Побуждения его достаточно ясны, если войти в его безотрадное положение: человек, отдавший всю свою жизнь, все свои богатые способности служению великой идее, неуклонно стремившийся к намеченной с молодых лет цели, видел все-таки свои стремления далеко не вполне осуществленными; оставалось сделать еще очень много, а силы слабели, энергия истощалась; судя по собственным письмам Гильдебранда, по временам его душу охватывала тяжелая тоска, горькое уныние; порою закрадывалось в голову мучительное раздумье, хватит ли сил довести до конца начатое исполинское дело, тем более что даже в людях, обязанных ему своим возвышением, он зачастую встречал вместо помощи противодействие. К душевным терзаниям присоединялись и телесные недуги: Гильдебранд никогда не отличался крепким здоровьем, а труды, заботы и разочарования только подтачивали и расшатывали его; приближалась неумолимая старость; рядом с ней витал и грозный призрак смерти. Предстояло дать Богу отчет в выполнении возложенного призвания, столь ясно указанного знамениями свыше.

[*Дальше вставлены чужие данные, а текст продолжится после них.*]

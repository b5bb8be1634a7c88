//! Neural-network substrate as a leaf evaluator
//!
//! The network itself is opaque: anything implementing [`Network`] can be
//! plugged in. This module only fixes how a board becomes input values
//! and how the output becomes a score.

use rand::{Rng, SeedableRng};
use rand_xoshiro::Xoshiro256PlusPlus;

use super::{LeafEvaluator, Score};
use crate::board::{Board, Square, BLACK, BOARD_SIZE, KING, MAN, WHITE};
use crate::error::{CheckersError, CheckersResult};

/// Number of substrate inputs, one per board cell
pub const INPUT_COUNT: usize = BOARD_SIZE * BOARD_SIZE;

const MAN_INPUT: f32 = 0.5;
const KING_INPUT: f32 = 0.75;

/// An evaluated neural network
pub trait Network: Send {
    /// Run the network on `inputs` and return its single output
    fn activate(&mut self, inputs: &[f32]) -> f32;
}

/// Encode a board as substrate inputs, indexed `x * 8 + y`.
///
/// Black men are `0.5`, black kings `0.75`, white pieces the negatives;
/// empty and light squares are `0`.
///
/// # Errors
/// `Evaluator` if a cell carries a color but no rank.
pub fn encode_board(board: &Board, inputs: &mut [f32; INPUT_COUNT]) -> CheckersResult<()> {
    inputs.fill(0.0);
    for sq in Square::dark_squares() {
        let cell = board.get(sq);
        let sign = if cell & BLACK != 0 {
            1.0
        } else if cell & WHITE != 0 {
            -1.0
        } else {
            continue;
        };
        let magnitude = if cell & KING != 0 {
            KING_INPUT
        } else if cell & MAN != 0 {
            MAN_INPUT
        } else {
            return Err(CheckersError::Evaluator(format!(
                "could not determine piece type of cell {} at {}",
                cell, sq
            )));
        };
        inputs[sq.x as usize * BOARD_SIZE + sq.y as usize] = sign * magnitude;
    }
    Ok(())
}

/// Round a network output to three decimals
#[inline]
pub fn round_output(output: f32) -> Score {
    ((output * 1000.0 + 0.50001).floor()) / 1000.0
}

/// [`LeafEvaluator`] feeding boards through a [`Network`]
pub struct NetworkEvaluator<N> {
    network: N,
    inputs: [f32; INPUT_COUNT],
}

impl<N: Network> NetworkEvaluator<N> {
    pub fn new(network: N) -> Self {
        Self {
            network,
            inputs: [0.0; INPUT_COUNT],
        }
    }

    pub fn network(&self) -> &N {
        &self.network
    }
}

impl<N: Network> LeafEvaluator for NetworkEvaluator<N> {
    fn evaluate(&mut self, board: &Board) -> CheckersResult<Score> {
        encode_board(board, &mut self.inputs)?;
        Ok(round_output(self.network.activate(&self.inputs)))
    }

    fn name(&self) -> &str {
        "network"
    }
}

/// Single-layer network with a `tanh` output.
///
/// Stands in for an evolved substrate when running self-play without one.
#[derive(Debug, Clone)]
pub struct LinearNetwork {
    weights: Vec<f32>,
    bias: f32,
}

impl LinearNetwork {
    pub fn new(weights: Vec<f32>, bias: f32) -> Self {
        debug_assert_eq!(weights.len(), INPUT_COUNT);
        Self { weights, bias }
    }

    /// Random weights in `[-1, 1)`, reproducible from `seed`
    pub fn random(seed: u64) -> Self {
        let mut rng = Xoshiro256PlusPlus::seed_from_u64(seed);
        let weights = (0..INPUT_COUNT).map(|_| rng.random_range(-1.0..1.0)).collect();
        let bias = rng.random_range(-0.1..0.1);
        Self::new(weights, bias)
    }
}

impl Network for LinearNetwork {
    fn activate(&mut self, inputs: &[f32]) -> f32 {
        let sum: f32 = self
            .weights
            .iter()
            .zip(inputs)
            .map(|(w, i)| w * i)
            .sum();
        (sum + self.bias).tanh()
    }
}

Теперь от нового папы зависело многое: ничтожная личность по своей слабости и посредственности легко могла сделаться игрушкой других и, в случае смерти Гильдебранда, посягнуть на его дело, которое пошло бы прахом. Зато сильный волей и богатый умом и опытом папа, пожалуй, захотел бы держать в тени архидиакона. Честолюбие и вера в себя не могли примириться с подобной участью. Раз Гильдебранд чувствовал, что может надеяться только на себя, то ему было необходимо возложить на свою голову тиару римского первосвященника и положить тем последний камень, завершающий величавое здание, плод долголетней и упорной работы. Но, связанный, как известно, клятвой, данной императору Генриху III, и своей подписью на декрете Николая II, Гильдебранд должен был, будучи избран кардиналами, получить согласие Генриха IV. В силу событий последних лет архидиакон не мог надеяться на кардиналов, равно и на согласие немецкого двора. Нужен был новый выход из этого затруднительного положения. Гильдебранд нашел его в каноническом постановлении об избирательных правах паствы, в оговорке декрета Николая II, предоставлявшей права всей коллегии кардиналов – лучшей ее части, в гордом самомнении германского короля и смутах, охвативших его государство. Как везде, так и тут Гильдебранд пользуется всяким случаем, ловит всякую удобную минуту, не разбирая ни путей, ни средств.